Treatment paths for localised prostate cancer in Italy: The results of a multidisciplinary, observational, prospective study (Pros-IT CNR).

PLoS One 2019 1;14(11):e0224151. Epub 2019 Nov 1.

Radiation Oncology Department, University and Spedali Civili Hospital, Brescia, Italy.

Background: There are several treatments available to newly diagnosed prostate cancer (PCA) patients.
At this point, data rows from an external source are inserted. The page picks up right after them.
use approx::assert_abs_diff_eq;
use chrono::NaiveTime;
use timeline_picker::core::{label_for_offset, quantize_fraction, snap_target};

const CENTER: f64 = 195.0;
const BLOCK: f64 = 12.0;

fn label_at_distance(distance: f64) -> String {
    label_for_offset(CENTER - distance, CENTER, BLOCK).text
}

/// Distance whose pre-bucketing snap value is `value`.
fn distance_for_value(value: f64) -> f64 {
    (value - 1.0) * 4.0 * BLOCK
}

#[test]
fn label_starts_at_one_oclock() {
    assert_eq!(label_at_distance(0.0), "1:00");
    assert_eq!(label_at_distance(11.9), "1:00");
    assert_eq!(label_at_distance(12.0), "1:15");
    assert_eq!(label_at_distance(36.0), "1:45");
    assert_eq!(label_at_distance(48.0), "2:00");
    assert_eq!(label_at_distance(19.0 * BLOCK), "5:45");
    assert_eq!(label_at_distance(92.0 * BLOCK), "24:00");
}

#[test]
fn label_tolerates_negative_distances() {
    assert_eq!(label_at_distance(-1.0), "0:45");
    assert_eq!(label_at_distance(-12.0), "0:45");
    assert_eq!(label_at_distance(-12.5), "0:30");
    assert_eq!(label_at_distance(-100.0), "-2:45");
}

#[test]
fn label_exposes_clock_time() {
    let label = label_for_offset(CENTER - 19.0 * BLOCK, CENTER, BLOCK);
    assert_eq!(label.hours(), 5);
    assert_eq!(label.minutes(), 45);
    assert_eq!(label.as_naive_time(), NaiveTime::from_hms_opt(5, 45, 0));

    let end = label_for_offset(CENTER - 92.0 * BLOCK, CENTER, BLOCK);
    assert_eq!(end.total_minutes, 24 * 60);
    assert_eq!(end.as_naive_time(), None);
}

#[test]
fn snap_at_origin_targets_first_quarter() {
    assert_abs_diff_eq!(snap_target(0.0, BLOCK), 1.1, epsilon = 1e-9);
}

#[test]
fn snap_bucket_boundaries() {
    let cases = [
        (1.374, 1.1),
        (1.375, 1.2),
        (1.624, 1.2),
        (1.625, 1.3),
        (1.874, 1.3),
        (1.875, 2.0),
        (1.999, 2.0),
    ];
    for (value, expected) in cases {
        assert_abs_diff_eq!(
            snap_target(distance_for_value(value), BLOCK),
            expected,
            epsilon = 1e-9
        );
        assert_abs_diff_eq!(quantize_fraction(value), expected, epsilon = 1e-9);
    }
}

#[test]
fn snap_uses_quarter_scaled_offset() {
    // One full hour of content (four blocks) advances the snap value by one.
    assert_abs_diff_eq!(snap_target(4.0 * BLOCK, BLOCK), 2.1, epsilon = 1e-9);
    assert_abs_diff_eq!(snap_target(19.0 * BLOCK, BLOCK), 5.3, epsilon = 1e-9);
}

#[test]
fn snap_passes_negative_values_through() {
    let distance = -100.0;
    let expected = (distance / 4.0) / BLOCK + 1.0;
    assert_abs_diff_eq!(snap_target(distance, BLOCK), expected, epsilon = 1e-12);
}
Although surgery and radiotherapy (RT) with or without androgen deprivation therapy (ADT) are widely adopted treatment options for localized PCA together with active surveillance (AS), there is no consensus nor randomised trials on treatment selection, prospective quality of life (QOL), along with toxicity outcomes and according to treatment modality in the Italian population. The current study aimed to describe clinical-therapeutic features and QOL at PCA diagnosis, according to different treatment patterns in a large prospective, Italian population, enrolled in the Pros-IT CNR study.
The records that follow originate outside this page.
//! Scroll-position translation: cursor label and snap target.
//!
//! The label and the snap target read the same physical offset through two
//! different scale factors (`distance / block_width` versus
//! `distance / 4 / block_width`). Both formulas are kept as independent
//! functions because merging them shifts where releases settle.

use chrono::NaiveTime;
use serde::{Deserialize, Serialize};

/// Minutes shown at the cursor when the content sits at its origin.
pub const LABEL_BASELINE_MINUTES: i64 = 60;
/// Simulated minutes covered by one block of physical offset.
pub const MINUTES_PER_BLOCK: i64 = 15;
/// Divisor applied to the content distance before the snap quantization.
pub const SNAP_OFFSET_DIVISOR: f64 = 4.0;

/// Time shown at the fixed center cursor.
#[derive(Debug, Clone, PartialEq, Eq, Serialize, Deserialize)]
pub struct CursorLabel {
    pub text: String,
    pub total_minutes: i64,
}

impl CursorLabel {
    #[must_use]
    pub fn from_total_minutes(total_minutes: i64) -> Self {
        let hours = total_minutes.div_euclid(60);
        let minutes = total_minutes.rem_euclid(60);
        Self {
            text: format!("{hours}:{minutes:02}"),
            total_minutes,
        }
    }

    #[must_use]
    pub fn hours(&self) -> i64 {
        self.total_minutes.div_euclid(60)
    }

    #[must_use]
    pub fn minutes(&self) -> i64 {
        self.total_minutes.rem_euclid(60)
    }

    /// Wall-clock view of the label; `None` outside `[0:00, 23:59]`.
    #[must_use]
    pub fn as_naive_time(&self) -> Option<NaiveTime> {
        let hours = u32::try_from(self.hours()).ok()?;
        let minutes = u32::try_from(self.minutes()).ok()?;
        NaiveTime::from_hms_opt(hours, minutes, 0)
    }
}

impl Default for CursorLabel {
    fn default() -> Self {
        Self::from_total_minutes(LABEL_BASELINE_MINUTES)
    }
}

/// Signed content distance of the cursor from the content's logical start.
///
/// `raw_offset` is the content origin's x position in container space, so a
/// more negative offset means the content moved further left (later time).
#[must_use]
pub fn content_distance(raw_offset: f64, center_offset: f64) -> f64 {
    center_offset - raw_offset
}

/// Converts a raw scroll offset into the `H:MM` label shown at the cursor.
///
/// Total over the real line: non-finite input collapses to the baseline and
/// out-of-range distances produce cosmetic labels outside `[1:00, 24:00]`.
#[must_use]
pub fn label_for_offset(raw_offset: f64, center_offset: f64, block_width: f64) -> CursorLabel {
    let distance = content_distance(raw_offset, center_offset);
    let blocks = (distance / block_width).floor();
    let blocks = if blocks.is_finite() { blocks as i64 } else { 0 };
    let total_minutes =
        LABEL_BASELINE_MINUTES.saturating_add(blocks.saturating_mul(MINUTES_PER_BLOCK));
    CursorLabel::from_total_minutes(total_minutes)
}

/// Tick index to animate to after a release at `distance`.
#[must_use]
pub fn snap_target(distance: f64, block_width: f64) -> f64 {
    let value = (distance / SNAP_OFFSET_DIVISOR) / block_width + 1.0;
    quantize_fraction(value)
}

/// Maps the fractional part of `value` onto the four-way snap grid.
///
/// `[0, 0.375)` -> `+0.1`, `[0.375, 0.625)` -> `+0.2`, `[0.625, 0.875)` -> `+0.3`,
/// `[0.875, 1)` -> next whole hour. Values whose remainder falls outside
/// `[0, 1)` (negative or non-finite input) are returned unchanged.
#[must_use]
pub fn quantize_fraction(value: f64) -> f64 {
    if !value.is_finite() {
        return value;
    }

    let integer = value.trunc();
    let fraction = value - integer;
    if (0.0..0.375).contains(&fraction) {
        integer + 0.1
    } else if (0.375..0.625).contains(&fraction) {
        integer + 0.2
    } else if (0.625..0.875).contains(&fraction) {
        integer + 0.3
    } else if (0.875..1.0).contains(&fraction) {
        integer + 1.0
    } else {
        value
    }
}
Methods: The Pros-IT CNR is an on-going national, multicenter, observational, prospective study on patients affected by PCA who have been referred by 97 Italian Urology, Radiation Oncology and Medical Oncology facilities participating in the project. The possible relationships between the treatment patterns reported in the 6 month follow-up case report form and patients' features at diagnosis were evaluated using exploratory multiple correspondence analysis (MCA) and other data analysis method.

Results: At diagnosis, surgery and AS patients were significantly younger, had fewer comorbidities, lower PSA levels and Gleason Score (GS) values; they were also diagnosed at an earlier stage of disease with respect to the RT or ADT patients who showed significantly worse QoL scores at the time of diagnosis.

Conclusions: An analysis of the data collected at baseline and 6 months later uncovered substantial differences in ages, comorbidities, clinical and QOL features in the various treatment groups. These findings do not fully reflect the current PCA treatment guidelines and suggest the need for a multidisciplinary consensus guideline to ameliorate both the counselling and treatments of PCA patients.